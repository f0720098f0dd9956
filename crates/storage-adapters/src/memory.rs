//! DashMap-backed store implementing every persistence port.

use std::sync::atomic::{AtomicI64, Ordering};

use async_trait::async_trait;
use chrono::NaiveDateTime;
use dashmap::DashMap;
use domains::errors::{DomainError, Result};
use domains::models::{
    Conversion, Lead, LeadStatus, NewLead, Offer, OfferKind, OfferRef, Path, PathOffers, Pixel,
    SessionContext, Skip, SoiGroup, StoredConversion,
};
use domains::ports::{
    CapCounter, EventStore, OfferRepository, PixelRepository, SessionStore, VerificationCache,
};
use serde::Deserialize;
use tracing::debug;

/// Initial catalogue for a store, usually read from a JSON file.
#[derive(Debug, Clone, Default, Deserialize)]
pub struct Seed {
    #[serde(default)]
    pub paths: Vec<PathOffers>,
    #[serde(default)]
    pub offers: Vec<Offer>,
    #[serde(default)]
    pub pixels: Vec<Pixel>,
    /// Email → cached verification verdict.
    #[serde(default)]
    pub verified_emails: Vec<(String, bool)>,
}

/// Path layout by offer reference, so offer edits show up in every path.
#[derive(Debug, Clone)]
struct PathLayout {
    path: Path,
    soi_groups: Vec<(i64, Vec<i64>)>,
    linkouts: Vec<i64>,
}

#[derive(Default)]
pub struct InMemoryStore {
    paths: DashMap<i64, PathLayout>,
    offers: DashMap<OfferRef, Offer>,
    pixels: DashMap<i64, Pixel>,
    verifications: DashMap<String, bool>,
    sessions: DashMap<String, SessionContext>,
    leads: DashMap<i64, Lead>,
    conversions: DashMap<i64, Conversion>,
    skips: DashMap<i64, Skip>,
    next_id: AtomicI64,
}

impl InMemoryStore {
    pub fn new() -> Self {
        Self::default()
    }

    pub fn from_seed(seed: Seed) -> Self {
        let store = Self::new();
        for path in seed.paths {
            store.insert_path(path);
        }
        for offer in seed.offers {
            store.insert_offer(offer);
        }
        for pixel in seed.pixels {
            store.insert_pixel(pixel);
        }
        for (email, valid) in seed.verified_emails {
            store.set_email_verified(&email, valid);
        }
        debug!(paths = store.paths.len(), offers = store.offers.len(), "in-memory store seeded");
        store
    }

    /// Stores the path and every offer it references.
    pub fn insert_path(&self, path_offers: PathOffers) {
        let layout = PathLayout {
            path: path_offers.path.clone(),
            soi_groups: path_offers
                .soi_groups
                .iter()
                .map(|g| (g.question_id, g.offers.iter().map(|o| o.id).collect()))
                .collect(),
            linkouts: path_offers.linkouts.iter().map(|o| o.id).collect(),
        };
        for offer in path_offers.soi_groups.into_iter().flat_map(|g| g.offers) {
            self.insert_offer(offer);
        }
        for offer in path_offers.linkouts {
            self.insert_offer(offer);
        }
        self.paths.insert(layout.path.id, layout);
    }

    pub fn insert_offer(&self, offer: Offer) {
        self.offers.insert(offer.offer_ref(), offer);
    }

    pub fn insert_pixel(&self, pixel: Pixel) {
        self.pixels.insert(pixel.id, pixel);
    }

    pub fn set_email_verified(&self, email: &str, valid: bool) {
        self.verifications.insert(email.to_lowercase(), valid);
    }

    /// Recorded leads in id order.
    pub fn leads(&self) -> Vec<Lead> {
        sorted_by_id(self.leads.iter().map(|e| (*e.key(), e.value().clone())))
    }

    pub fn conversions(&self) -> Vec<Conversion> {
        sorted_by_id(self.conversions.iter().map(|e| (*e.key(), e.value().clone())))
    }

    pub fn skips(&self) -> Vec<Skip> {
        sorted_by_id(self.skips.iter().map(|e| (*e.key(), e.value().clone())))
    }

    fn next_id(&self) -> i64 {
        self.next_id.fetch_add(1, Ordering::Relaxed) + 1
    }

    fn resolve_offers(&self, kind: OfferKind, ids: &[i64]) -> Vec<Offer> {
        ids.iter()
            .filter_map(|id| self.offers.get(&OfferRef { kind, id: *id }).map(|o| o.clone()))
            .collect()
    }
}

fn sorted_by_id<T>(items: impl Iterator<Item = (i64, T)>) -> Vec<T> {
    let mut items: Vec<(i64, T)> = items.collect();
    items.sort_by_key(|(id, _)| *id);
    items.into_iter().map(|(_, item)| item).collect()
}

fn on_or_after(created_at: NaiveDateTime, since: Option<NaiveDateTime>) -> bool {
    since.is_none_or(|since| created_at >= since)
}

#[async_trait]
impl OfferRepository for InMemoryStore {
    async fn path_offers(&self, path_id: i64) -> Result<Option<PathOffers>> {
        let Some(layout) = self.paths.get(&path_id).map(|l| l.clone()) else {
            return Ok(None);
        };
        Ok(Some(PathOffers {
            path: layout.path,
            soi_groups: layout
                .soi_groups
                .iter()
                .map(|(question_id, ids)| SoiGroup {
                    question_id: *question_id,
                    offers: self.resolve_offers(OfferKind::Soi, ids),
                })
                .collect(),
            linkouts: self.resolve_offers(OfferKind::Linkout, &layout.linkouts),
        }))
    }

    async fn find_offer(&self, offer: OfferRef) -> Result<Option<Offer>> {
        Ok(self.offers.get(&offer).map(|o| o.clone()))
    }
}

/// SOIs count delivered leads; linkouts count click conversions.
#[async_trait]
impl CapCounter for InMemoryStore {
    async fn count_events(&self, offer: OfferRef, since: Option<NaiveDateTime>) -> Result<u64> {
        let count = match offer.kind {
            OfferKind::Soi => self
                .leads
                .iter()
                .filter(|l| {
                    l.record.soi_id == offer.id
                        && l.record.status == LeadStatus::Delivered
                        && on_or_after(l.record.created_at, since)
                })
                .count(),
            OfferKind::Linkout => self
                .conversions
                .iter()
                .filter(|c| c.linkout_id == offer.id && on_or_after(c.created_at, since))
                .count(),
        };
        Ok(count as u64)
    }
}

#[async_trait]
impl VerificationCache for InMemoryStore {
    async fn email_verified(&self, email: &str) -> Result<Option<bool>> {
        Ok(self.verifications.get(&email.to_lowercase()).map(|v| *v))
    }
}

#[async_trait]
impl PixelRepository for InMemoryStore {
    async fn enabled_pixels(&self, location: &str, cpa_partner: bool) -> Result<Vec<Pixel>> {
        Ok(sorted_by_id(
            self.pixels
                .iter()
                .filter(|p| p.enabled && p.location == location && p.is_cpa_partner == cpa_partner)
                .map(|p| (p.id, p.clone())),
        ))
    }
}

#[async_trait]
impl SessionStore for InMemoryStore {
    async fn load(&self, session_id: &str) -> Result<SessionContext> {
        Ok(self
            .sessions
            .get(session_id)
            .map(|s| s.clone())
            .unwrap_or_else(|| SessionContext::new(session_id)))
    }

    async fn save(&self, session: &SessionContext) -> Result<()> {
        self.sessions.insert(session.session_id.clone(), session.clone());
        Ok(())
    }
}

#[async_trait]
impl EventStore for InMemoryStore {
    async fn record_lead(&self, lead: &NewLead) -> Result<i64> {
        let id = self.next_id();
        self.leads.insert(
            id,
            Lead {
                id,
                record: lead.clone(),
            },
        );
        Ok(id)
    }

    async fn find_lead(&self, id: i64) -> Result<Option<Lead>> {
        Ok(self.leads.get(&id).map(|l| l.clone()))
    }

    async fn update_lead_submission(
        &self,
        id: i64,
        status: LeadStatus,
        submission_response: &str,
    ) -> Result<()> {
        let mut lead = self.leads.get_mut(&id).ok_or_else(|| DomainError::not_found("lead", id))?;
        lead.record.status = status;
        lead.record.submission_response = submission_response.to_string();
        Ok(())
    }

    async fn record_conversion(&self, conversion: &Conversion) -> Result<i64> {
        let id = self.next_id();
        self.conversions.insert(id, conversion.clone());
        Ok(id)
    }

    async fn find_conversion(&self, id: i64) -> Result<Option<StoredConversion>> {
        Ok(self.conversions.get(&id).map(|c| StoredConversion {
            id,
            record: c.clone(),
        }))
    }

    async fn complete_conversion(
        &self,
        id: i64,
        cost: f64,
        completed_at: NaiveDateTime,
    ) -> Result<()> {
        let mut conversion = self
            .conversions
            .get_mut(&id)
            .ok_or_else(|| DomainError::not_found("conversion", id))?;
        conversion.cost = cost;
        conversion.completed_at = Some(completed_at);
        Ok(())
    }

    async fn record_skip(&self, skip: &Skip) -> Result<i64> {
        let id = self.next_id();
        self.skips.insert(id, skip.clone());
        Ok(id)
    }
}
________________
Lines to set down from above: the line with "pub fn new()", the line with "(g.question_id, g.offers.iter().map(|o| o.id).collect()))", and every line between, each exactly as written.

    pub fn new() -> Self {
        Self::default()
    }

    pub fn from_seed(seed: Seed) -> Self {
        let store = Self::new();
        for path in seed.paths {
            store.insert_path(path);
        }
        for offer in seed.offers {
            store.insert_offer(offer);
        }
        for pixel in seed.pixels {
            store.insert_pixel(pixel);
        }
        for (email, valid) in seed.verified_emails {
            store.set_email_verified(&email, valid);
        }
        debug!(paths = store.paths.len(), offers = store.offers.len(), "in-memory store seeded");
        store
    }

    /// Stores the path and every offer it references.
    pub fn insert_path(&self, path_offers: PathOffers) {
        let layout = PathLayout {
            path: path_offers.path.clone(),
            soi_groups: path_offers
                .soi_groups
                .iter()
                .map(|g| (g.question_id, g.offers.iter().map(|o| o.id).collect()))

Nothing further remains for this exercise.